After the completion of radiation treatment, I was ecstatic to rediscover my taste buds, which I had lost with radiation — I could now taste a banana finally. After about three months on the Gerson therapy, I changed to the Pritikin diet, because at that stage I believed I was already cured. By this time the spots on my liver had disappeared

Despite the severe radiation treatment, I coped nevertheless, reasonably well with the help of a highly nutritious diet, effective detoxification and sustained 'sense of humor'. Apart from the burns, I felt well; my energy level was good, and I was making a point of enjoying my life, laughing and playing pranks on nursing staff. This somehow, helped me to cope, more effectively than others, who I noticed were struggling with the radiation treatment they were receiving from only one machine, let alone two, like myself.

When I reflect back, stress factors associated with my poor diet, and chronic anxiety over the ill health of my daughter, I suppose was not a good combination. Furthermore, my occupation as a painter had exposed me to various chemicals, which most probably had caused a 'build up' of toxins in my body.

Despite the unpleasant effects of radiation treatment, I was conscious of maintaining a positive approach to my life without getting too caught up with other cancer patient's demise. It had become important to me not to compare myself with other cancer patients and participate in their dramas. I guess, one could say, I was a little selfish, but as far as I was concerned, I wasn't going to let others get me down. Whilst the initial news had somewhat come to me as of a shock, at no given time, did it enter my mind that I would die. I made a point not to dwell on my disease and let it depress me; I focused on the different things I wanted to achieve, and had to look forward to. With the love and support of my wife Lesley was able to overcome my cancer.

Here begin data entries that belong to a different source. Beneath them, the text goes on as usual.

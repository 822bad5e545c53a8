//! Card IR generator: converts raw trading-card records into a
//! versioned Intermediate Representation for a downstream
//! simulation/training engine.
//!
//! The pipeline is strictly forward: normalize → classify → extract →
//! assemble → tag → hint → compose. Each stage is a pure function over
//! immutable inputs; rules text the pattern tables don't recognize
//! degrades parse confidence instead of failing.

pub mod ability;
pub mod clause;
pub mod color;
pub mod cost;
pub mod effect;
pub mod generator;
pub mod hints;
pub mod ir;
pub mod mana;
pub mod normalize;
pub mod record;
pub mod tagger;
pub mod trigger;
pub mod types;
pub mod zone;

pub use ability::{AbilityType, ParsedAbility};
pub use clause::{Clause, ClauseRole};
pub use color::{Color, ColorSet};
pub use cost::CostComponent;
pub use effect::{Amount, Condition, EffectAction, EffectDescriptor, TargetClass};
pub use generator::{IrError, convert, convert_all, parse_abilities};
pub use hints::RewardHints;
pub use ir::{CardIr, CardMetadata, FormatLegality, GameplayMetadata, IR_VERSION};
pub use mana::{ManaCost, ManaSymbol};
pub use record::CardRecord;
pub use tagger::{StrategicTag, StrategicTags};
pub use trigger::{TriggerCondition, TriggerEvent};
pub use types::{CardType, Supertype, TypeLine};
pub use zone::Zone;
use crate::color::Color;

/// Atomic mana payment options.
#[derive(Debug, Clone, Copy, PartialEq, Eq, Hash)]
pub enum ManaSymbol {
    /// White mana {W}
    White,
    /// Blue mana {U}
    Blue,
    /// Black mana {B}
    Black,
    /// Red mana {R}
    Red,
    /// Green mana {G}
    Green,
    /// Colorless mana {C}
    Colorless,
    /// Generic mana {1}, {2}, etc.
    Generic(u8),
    /// Snow mana {S}
    Snow,
    /// Life payment for Phyrexian pips
    Life(u8),
    /// Variable mana {X}
    X,
}

impl ManaSymbol {
    /// Mana value contribution of this symbol.
    pub fn mana_value(&self) -> u32 {
        match self {
            ManaSymbol::Generic(n) => *n as u32,
            ManaSymbol::Life(_) => 0,
            ManaSymbol::X => 0,
            _ => 1,
        }
    }

    pub fn color(&self) -> Option<Color> {
        match self {
            ManaSymbol::White => Some(Color::White),
            ManaSymbol::Blue => Some(Color::Blue),
            ManaSymbol::Black => Some(Color::Black),
            ManaSymbol::Red => Some(Color::Red),
            ManaSymbol::Green => Some(Color::Green),
            _ => None,
        }
    }

    /// Parses the body of one brace group (without the braces), already
    /// case-folded. `"w"` -> White, `"2"` -> Generic(2), etc.
    fn parse_atom(body: &str) -> Option<ManaSymbol> {
        match body {
            "w" => Some(ManaSymbol::White),
            "u" => Some(ManaSymbol::Blue),
            "b" => Some(ManaSymbol::Black),
            "r" => Some(ManaSymbol::Red),
            "g" => Some(ManaSymbol::Green),
            "c" => Some(ManaSymbol::Colorless),
            "s" => Some(ManaSymbol::Snow),
            "x" => Some(ManaSymbol::X),
            _ => body.parse::<u8>().ok().map(ManaSymbol::Generic),
        }
    }
}

/// A mana cost as a sequence of pips, where each pip is a list of
/// alternative payment options.
///
/// The outer vector is a conjunction (all pips must be paid); each inner
/// vector is a disjunction (any one option pays the pip). `{2}{W}{W}` is
/// `[[Generic(2)], [White], [White]]`; hybrid `{W/U}` is `[[White, Blue]]`;
/// phyrexian `{W/P}` is `[[White, Life(2)]]`.
#[derive(Debug, Clone, PartialEq, Eq, Default)]
pub struct ManaCost {
    pips: Vec<Vec<ManaSymbol>>,
}

impl ManaCost {
    pub fn new() -> Self {
        Self { pips: Vec::new() }
    }

    pub fn from_symbols(symbols: Vec<ManaSymbol>) -> Self {
        Self {
            pips: symbols.into_iter().map(|s| vec![s]).collect(),
        }
    }

    pub fn pips(&self) -> &[Vec<ManaSymbol>] {
        &self.pips
    }

    pub fn is_empty(&self) -> bool {
        self.pips.is_empty()
    }

    /// Mana value of this cost. Each pip contributes the maximum value
    /// among its alternatives.
    pub fn mana_value(&self) -> u32 {
        self.pips
            .iter()
            .map(|pip| pip.iter().map(|s| s.mana_value()).max().unwrap_or(0))
            .sum()
    }

    /// Parses a brace-notation cost string such as `{2}{W}{W}` or `{G/U}`.
    ///
    /// Returns `None` when the string contains anything other than mana
    /// brace groups (so callers can tell mana apart from `{T}` and other
    /// non-mana symbols). An empty string parses as the empty cost.
    pub fn parse(text: &str) -> Option<ManaCost> {
        let mut pips = Vec::new();
        for body in brace_groups(text)? {
            pips.push(parse_pip(&body)?);
        }
        Some(ManaCost { pips })
    }
}

fn parse_pip(body: &str) -> Option<Vec<ManaSymbol>> {
    let body = body.to_ascii_lowercase();
    if let Some(atom) = ManaSymbol::parse_atom(&body) {
        return Some(vec![atom]);
    }

    // Hybrid, twobrid, and phyrexian pips: alternatives separated by '/'.
    let mut options = Vec::new();
    for part in body.split('/') {
        match part {
            "p" => options.push(ManaSymbol::Life(2)),
            _ => options.push(ManaSymbol::parse_atom(part)?),
        }
    }
    if options.len() < 2 {
        return None;
    }
    Some(options)
}

/// Splits `{a}{b}{c}` into its group bodies. Returns `None` if the text
/// contains anything outside braces or an unbalanced brace.
pub fn brace_groups(text: &str) -> Option<Vec<String>> {
    let mut groups = Vec::new();
    let mut current: Option<String> = None;

    for ch in text.chars() {
        match ch {
            '{' => {
                if current.is_some() {
                    return None;
                }
                current = Some(String::new());
            }
            '}' => {
                groups.push(current.take()?);
            }
            _ => match current.as_mut() {
                Some(body) => body.push(ch),
                None => {
                    if !ch.is_whitespace() {
                        return None;
                    }
                }
            },
        }
    }

    if current.is_some() {
        return None;
    }
    Some(groups)
}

I was able to make the changes that were necessary for my full recovery and healing. Whilst I continued to have regular scans and blood tests for some time after treatment, all results showed I was clear of cancer. Doctors were baffled to find that the spotting had disappeared and there were no secondaries. I was told if I could pass 7 years, then I would be considered to be cured. After 10 years, I received a letter from one of the Universities, requesting permission to use my medical file case studying. It has been now, over 20 years since my diagnosis, and the disappearance of my cancer, still remains a mystery.